Musei per i videogiochi, parte la campagna di finanziamento

L’idea di Team 17 è quella di trovare fondi e finanziamenti per permettere ai tre musei di videogiochi arcade sparsi per il mondo di continuare a vivere.

Verrà un tempo in cui i videogiochi saranno studiati nei libri di scuola o addirittura per loro saranno istituiti musei. Se per la prima ipotesi siamo ancora molto lontani, la seconda è già diventata realtà.
L’idea è del Team 17, sviluppatore ed editor di videogiochi targato Regno Unito, con sede in Inghilterra, precisamente a Wakefield. È dalle loro mani che è venuto fuori Worms, serie di videogiochi per computer e console che vede come protagonisti dei vermi all’interno di uno scenario casuale e deformabile. Il Team 17 ha deciso di lanciare una campagna di raccolta fondi per finanziare campagne di conservazione degli arcade in tre grandi musei a tema. Il primo è quello spagnolo di Alicante, il Museo del Videojuego Arcade Vintage. Gli altri due sono in Inghilterra, precisamente a Sheffield con il National Videogame Museum, e negli Stati Uniti, con il The Strong di Rochester, nello stato di New York. La campagna porta il nome di Saving The Arcade World e donerà una parte dei primi due mesi di vendite di Narita Boy, di Studio Koba, il nuovo gioco d’azione in pixel art che Team 17 ha lanciato lo scorso anno.
«Come museo a tema, collezioniamo videogiochi perché hanno avuto un impatto sul gioco. Le sale giochi sono arrivate in un momento importante nella crescita dei videogiochi, soprattutto negli anni ’70 e nei primi anni ’80 - ha raccontato Jon-Paul Dyson, vice presidente del museo The Strong  - Erano il modo principale in cui la gente sperimentava i videogiochi e con essi si potevano fare cose inaccessibili ai sistemi domestici».

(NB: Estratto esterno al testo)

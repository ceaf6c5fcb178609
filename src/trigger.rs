//LICENSE Portions Copyright 2019-2021 ZomboDB, LLC.
//LICENSE
//LICENSE Portions Copyright 2021-2023 Technology Concepts & Design, Inc.
//LICENSE
//LICENSE Portions Copyright 2023-2023 PgCentral Foundation, Inc. <contact@pgcentral.org>
//LICENSE
//LICENSE All rights reserved.
//LICENSE
//LICENSE Use of this source code is governed by the MIT license that can be found in the LICENSE file.
//! One fire of the `table_log()` trigger, from the context checks to the last audit row.
use core::ffi::CStr;

use pgrx::pg_sys;
use pgrx::prelude::*;

use crate::audit::{emit, ChangeMode, LogTarget, TupleSlot};
use crate::backend::{open_relation, relation_names, server_quote_mode, HeapRow, SpiSession};
use crate::columns::count_live_columns;
use crate::error::{lossy, TableLogError};
use crate::gucs::trace;

const MAX_ARGS: usize = 3;

/// How the trigger was fired, as far as deciding whether it may run at all.
///
/// A call from anywhere but the trigger manager never gets this far: the `#[pg_trigger]`
/// wrapper refuses it while building the `PgTrigger`.
#[derive(Debug, Clone, Copy, PartialEq, Eq)]
pub struct FiringContext {
    pub event: u32,
    pub nargs: usize,
}

impl FiringContext {
    pub fn from_trigger(trigger: &PgTrigger<'_>) -> Self {
        FiringContext {
            event: trigger.trigger_data().tg_event,
            nargs: usize::try_from(trigger.trigger().tgnargs).unwrap_or(0),
        }
    }

    /// Refuse anything but an AFTER ROW trigger with at most three arguments
    pub fn check(&self) -> Result<(), TableLogError> {
        if self.event & pg_sys::TRIGGER_EVENT_ROW == 0 {
            return Err(TableLogError::StatementLevel);
        }
        if self.event & pg_sys::TRIGGER_EVENT_TIMINGMASK == pg_sys::TRIGGER_EVENT_BEFORE {
            return Err(TableLogError::NotAfter);
        }
        if self.nargs > MAX_ARGS {
            return Err(TableLogError::TooManyArguments);
        }
        Ok(())
    }
}

impl ChangeMode {
    pub fn from_event(event: u32) -> Result<Self, TableLogError> {
        match event & pg_sys::TRIGGER_EVENT_OPMASK {
            pg_sys::TRIGGER_EVENT_INSERT => Ok(ChangeMode::Insert),
            pg_sys::TRIGGER_EVENT_UPDATE => Ok(ChangeMode::Update),
            pg_sys::TRIGGER_EVENT_DELETE => Ok(ChangeMode::Delete),
            _ => Err(TableLogError::UnknownEvent),
        }
    }
}

/// What `C` `atoi` makes of `text`: leading whitespace, an optional sign, then digits.
/// Anything that does not parse is zero.
fn atoi(text: &[u8]) -> i64 {
    let start = text
        .iter()
        .position(|&b| !matches!(b, b' ' | b'\t'..=b'\r'))
        .unwrap_or(text.len());
    let text = &text[start..];
    let (negative, digits) = match text.first() {
        Some(b'-') => (true, &text[1..]),
        Some(b'+') => (false, &text[1..]),
        _ => (false, text),
    };
    let value = digits
        .iter()
        .take_while(|d| d.is_ascii_digit())
        .fold(0i64, |acc, d| acc.saturating_mul(10).saturating_add(i64::from(d - b'0')));
    if negative {
        -value
    } else {
        value
    }
}

/// Whether the second trigger argument turns on `trigger_user` capture
pub fn session_user_flag(arg: &[u8]) -> bool {
    atoi(arg) == 1
}

impl LogTarget {
    /// Apply the trigger arguments, left to right, over the defaults derived from the
    /// audited relation
    pub fn resolve(args: &[Vec<u8>], table_name: &[u8], table_schema: &[u8]) -> Self {
        LogTarget {
            table: args.first().cloned().unwrap_or_else(|| [table_name, &b"_log"[..]].concat()),
            session_user: args.get(1).map(|arg| session_user_flag(arg)).unwrap_or(false),
            schema: args.get(2).cloned().unwrap_or_else(|| table_schema.to_vec()),
        }
    }
}

/// The log table must hold every target column plus a trailer of three or four columns,
/// one more of each when `trigger_user` is recorded
pub fn validate_shape(
    table: &[u8],
    table_columns: usize,
    target: &LogTarget,
    log_columns: usize,
) -> Result<(), TableLogError> {
    let trailer = if target.session_user { 4..=5 } else { 3..=4 };
    match log_columns.checked_sub(table_columns) {
        Some(extra) if trailer.contains(&extra) => Ok(()),
        _ => Err(TableLogError::ColumnCountMismatch {
            table: lossy(table),
            table_columns,
            log_table: lossy(&target.table),
            log_columns,
        }),
    }
}

/// The raw trigger arguments, in the server encoding
fn trigger_args(trigger: &PgTrigger<'_>) -> Vec<Vec<u8>> {
    let raw = trigger.trigger();
    let nargs = usize::try_from(raw.tgnargs).unwrap_or(0);
    if nargs == 0 || raw.tgargs.is_null() {
        return Vec::new();
    }
    // SAFETY: Postgres hands us `tgnargs` valid, NUL-terminated argument strings
    let slice = unsafe { core::slice::from_raw_parts(raw.tgargs, nargs) };
    slice.iter().map(|arg| unsafe { CStr::from_ptr(*arg) }.to_bytes().to_vec()).collect()
}

/// Count the live columns of the log relation, which must exist and have some
fn count_log_columns(target: &LogTarget) -> Result<usize, TableLogError> {
    let unavailable = || TableLogError::LogRelationUnavailable(lossy(&target.table));
    let relation = open_relation(&target.schema, &target.table).ok_or_else(unavailable)?;
    let layout = relation.tuple_desc();
    match count_live_columns(&layout) {
        0 => Err(unavailable()),
        n => Ok(n),
    }
}

/// Write the audit rows for one fire and return what kind of change it was.
///
/// The SPI session is closed again before this returns, whether or not it succeeds.
pub fn fire(trigger: &PgTrigger<'_>) -> Result<ChangeMode, TableLogError> {
    let context = FiringContext::from_trigger(trigger);
    trace!("table_log: fired with event {:#x} and {} argument(s)", context.event, context.nargs);
    context.check()?;

    let mut spi = SpiSession::connect()?;

    let data = trigger.trigger_data();
    let relation = trigger.relation().map_err(|_| TableLogError::TargetUnavailable)?;
    let (table_name, table_schema) = relation_names(data.tg_relation)?;
    let layout = relation.tuple_desc();
    let table_columns = count_live_columns(&layout);
    if table_columns < 1 {
        return Err(TableLogError::NoLiveColumns);
    }
    trace!("table_log: {} has {} live column(s)", lossy(&table_name), table_columns);

    let target = LogTarget::resolve(&trigger_args(trigger), &table_name, &table_schema);
    trace!(
        "table_log: logging to {}.{} (session user: {})",
        lossy(&target.schema),
        lossy(&target.table),
        target.session_user
    );

    let log_columns = count_log_columns(&target)?;
    validate_shape(&table_name, table_columns, &target, log_columns)?;

    let change = ChangeMode::from_event(context.event)?;
    let quote_mode = server_quote_mode();
    // SAFETY: the relation is open for the duration of the trigger call
    let tupdesc = unsafe { (*data.tg_relation).rd_att };
    for &(side, slot) in change.plan() {
        let tuple = match slot {
            TupleSlot::Trig => data.tg_trigtuple,
            TupleSlot::New => data.tg_newtuple,
        };
        if tuple.is_null() {
            return Err(TableLogError::UnknownEvent);
        }
        trace!("table_log: writing {} row for {}", side, change);
        // SAFETY: a non-null trigger tuple is formed with the relation's descriptor and
        // lives until the trigger returns
        let row = unsafe { HeapRow::from_raw(tuple, tupdesc) };
        emit(&mut spi, &target, &layout, &row, change, side, quote_mode)?;
    }

    drop(spi);
    trace!("table_log: done");
    Ok(change)
}

#[cfg(test)]
mod tests {
    use super::*;
    use crate::audit::{build_insert, RowImage, TupleSide};
    use crate::columns::tests::Layout;
    use crate::quote::QuoteMode;

    const AFTER_ROW: u32 = pg_sys::TRIGGER_EVENT_ROW | pg_sys::TRIGGER_EVENT_AFTER;

    fn context(event: u32, nargs: usize) -> FiringContext {
        FiringContext { event, nargs }
    }

    fn target(session_user: bool) -> LogTarget {
        LogTarget { schema: b"s1".to_vec(), table: b"t_log".to_vec(), session_user }
    }

    #[test]
    fn after_row_triggers_pass() {
        for op in [
            pg_sys::TRIGGER_EVENT_INSERT,
            pg_sys::TRIGGER_EVENT_UPDATE,
            pg_sys::TRIGGER_EVENT_DELETE,
        ] {
            assert_eq!(context(AFTER_ROW | op, 0).check(), Ok(()));
            assert_eq!(context(AFTER_ROW | op, 3).check(), Ok(()));
        }
    }

    #[test]
    fn guards_fire_in_order() {
        // statement level and before, statement level wins
        assert_eq!(
            context(pg_sys::TRIGGER_EVENT_BEFORE, 9).check(),
            Err(TableLogError::StatementLevel)
        );
        assert_eq!(
            context(pg_sys::TRIGGER_EVENT_ROW | pg_sys::TRIGGER_EVENT_BEFORE, 9).check(),
            Err(TableLogError::NotAfter)
        );
        assert_eq!(context(AFTER_ROW, 4).check(), Err(TableLogError::TooManyArguments));
    }

    #[test]
    fn instead_of_is_not_before() {
        let event = pg_sys::TRIGGER_EVENT_ROW | pg_sys::TRIGGER_EVENT_INSTEAD;
        assert_eq!(context(event, 0).check(), Ok(()));
    }

    #[test]
    fn event_decodes_to_change_mode() {
        assert_eq!(
            ChangeMode::from_event(AFTER_ROW | pg_sys::TRIGGER_EVENT_INSERT),
            Ok(ChangeMode::Insert)
        );
        assert_eq!(
            ChangeMode::from_event(AFTER_ROW | pg_sys::TRIGGER_EVENT_UPDATE),
            Ok(ChangeMode::Update)
        );
        assert_eq!(
            ChangeMode::from_event(AFTER_ROW | pg_sys::TRIGGER_EVENT_DELETE),
            Ok(ChangeMode::Delete)
        );
        assert_eq!(
            ChangeMode::from_event(AFTER_ROW | pg_sys::TRIGGER_EVENT_TRUNCATE),
            Err(TableLogError::UnknownEvent)
        );
    }

    #[test]
    fn flag_follows_atoi() {
        assert!(session_user_flag(b"1"));
        assert!(session_user_flag(b" +1"));
        assert!(session_user_flag(b"01"));
        assert!(session_user_flag(b"1 trailing"));
        assert!(!session_user_flag(b"0"));
        assert!(!session_user_flag(b"-1"));
        assert!(!session_user_flag(b"true"));
        assert!(!session_user_flag(b""));
        assert!(!session_user_flag(b"11"));
    }

    #[test]
    fn defaults_come_from_the_audited_table() {
        let target = LogTarget::resolve(&[], b"t", b"s1");
        assert_eq!(target, LogTarget { schema: b"s1".to_vec(), table: b"t_log".to_vec(), session_user: false });
    }

    #[test]
    fn arguments_override_left_to_right() {
        let only_table = LogTarget::resolve(&[b"audit_t".to_vec()], b"t", b"s1");
        assert_eq!(only_table.table, b"audit_t");
        assert_eq!(only_table.schema, b"s1");
        assert!(!only_table.session_user);

        let args = [b"audit_t".to_vec(), b"1".to_vec(), b"audit".to_vec()];
        let all = LogTarget::resolve(&args, b"t", b"s1");
        assert_eq!(all, LogTarget { schema: b"audit".to_vec(), table: b"audit_t".to_vec(), session_user: true });
    }

    #[test]
    fn flag_skips_every_c_space() {
        assert!(session_user_flag(b"\t\n\x0b\x0c\r 1"));
        assert!(!session_user_flag(b"\xa01"));
    }

    struct Values(Vec<&'static [u8]>);

    impl RowImage for Values {
        fn text_value(&self, attnum: usize) -> Option<Vec<u8>> {
            Some(self.0[attnum - 1].to_vec())
        }
    }

    #[test]
    fn latin1_log_table_argument_reaches_the_statement() {
        // 'journalé' and 'sché' as a LATIN1 database stores them
        let args = [b"journal\xe9".to_vec(), b"0".to_vec(), b"sch\xe9".to_vec()];
        let target = LogTarget::resolve(&args, b"t", b"public");
        assert_eq!(target.table, b"journal\xe9");
        assert_eq!(target.schema, b"sch\xe9");

        let layout = Layout::live(&["id"]);
        let row = Values(vec![&b"caf\xe9"[..]]);
        let stmt = build_insert(
            &target,
            &layout,
            &row,
            ChangeMode::Insert,
            TupleSide::New,
            QuoteMode::Bytewise,
        )
        .into_bytes();
        assert!(stmt.starts_with(b"INSERT INTO \"sch\xe9\".\"journal\xe9\" (\"id\", "));
        assert!(stmt.windows(7).any(|w| w == b"E'caf\xe9'"));
    }

    #[test]
    fn latin1_table_name_gets_the_default_suffix() {
        let target = LogTarget::resolve(&[], b"caf\xe9", b"sch\xe9");
        assert_eq!(target.table, b"caf\xe9_log");
        assert_eq!(target.schema, b"sch\xe9");
        assert_eq!(
            validate_shape(b"caf\xe9", 3, &target, 4),
            Err(TableLogError::ColumnCountMismatch {
                table: "caf\u{fffd}".into(),
                table_columns: 3,
                log_table: "caf\u{fffd}_log".into(),
                log_columns: 4,
            })
        );
    }

    #[test]
    fn trailer_of_three_or_four() {
        assert_eq!(validate_shape(b"t", 2, &target(false), 5), Ok(()));
        assert_eq!(validate_shape(b"t", 2, &target(false), 6), Ok(()));
        assert!(validate_shape(b"t", 2, &target(false), 4).is_err());
        assert!(validate_shape(b"t", 2, &target(false), 7).is_err());
    }

    #[test]
    fn session_user_needs_one_more() {
        assert!(validate_shape(b"t", 2, &target(true), 5).is_err());
        assert_eq!(validate_shape(b"t", 2, &target(true), 6), Ok(()));
        assert_eq!(validate_shape(b"t", 2, &target(true), 7), Ok(()));
        assert!(validate_shape(b"t", 2, &target(true), 8).is_err());
    }

    #[test]
    fn three_column_target_against_a_short_log() {
        assert_eq!(validate_shape(b"t", 3, &target(false), 6), Ok(()));
        assert_eq!(validate_shape(b"t", 3, &target(false), 7), Ok(()));
        assert_eq!(
            validate_shape(b"t", 3, &target(false), 4),
            Err(TableLogError::ColumnCountMismatch {
                table: "t".into(),
                table_columns: 3,
                log_table: "t_log".into(),
                log_columns: 4,
            })
        );
        // fewer log columns than target columns
        assert!(validate_shape(b"t", 3, &target(false), 1).is_err());
    }
}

Il problema attuale è che, con l’avanzare del tempo, le macchine arcade rischiano di deteriorarsi, raggiungendo livelli molto critici e addirittura di non ritorno. E la manutenzione richiede investimenti, conoscenze tecniche specifiche (dall’elettronica al bricolage), necessità di conservazione dell’autenticità. Tutto per permettere ai visitatori un’esperienza realistica, che gli permetta di viaggiare nel tempo e ritrovarsi negli anni 70 attraverso la musica, la grafica, i design tipici di quel momento. «C’è una magia nell’originale, essere in grado di toccare con mano e giocare diventa profondamente significativo per le persone».
Per questo il Museo di Sheffield sta pensando a creare una community di ricercatori, curatori, accademici ma anche semplici appassionati di casinò, slot e videogiochi, per creare sinergie valide in questo senso.
«Negli ultimi 20 anni diverse software house hanno sviluppato slot legate ai temi arcade, per tale motivo - spiegano ai nostri microfoni i redattori del blog Bonusricchi - queste figure potrebbero avere un ruolo chiave per rafforzare queste sinergie e permettere al settore di rivivere una nuova giovinezza mediante l’integrazione delle tecnologie avanzate di cui disponiamo».
Il problema è che la crisi economica dovuta alla pandemia Covid 19 si sta abbattendo anche qui. E così grazie alle donazioni si sono messe da parte 200 mila sterline. Perché i musei non devono mai chiudere. Anche se espongono “solo” videogiochi.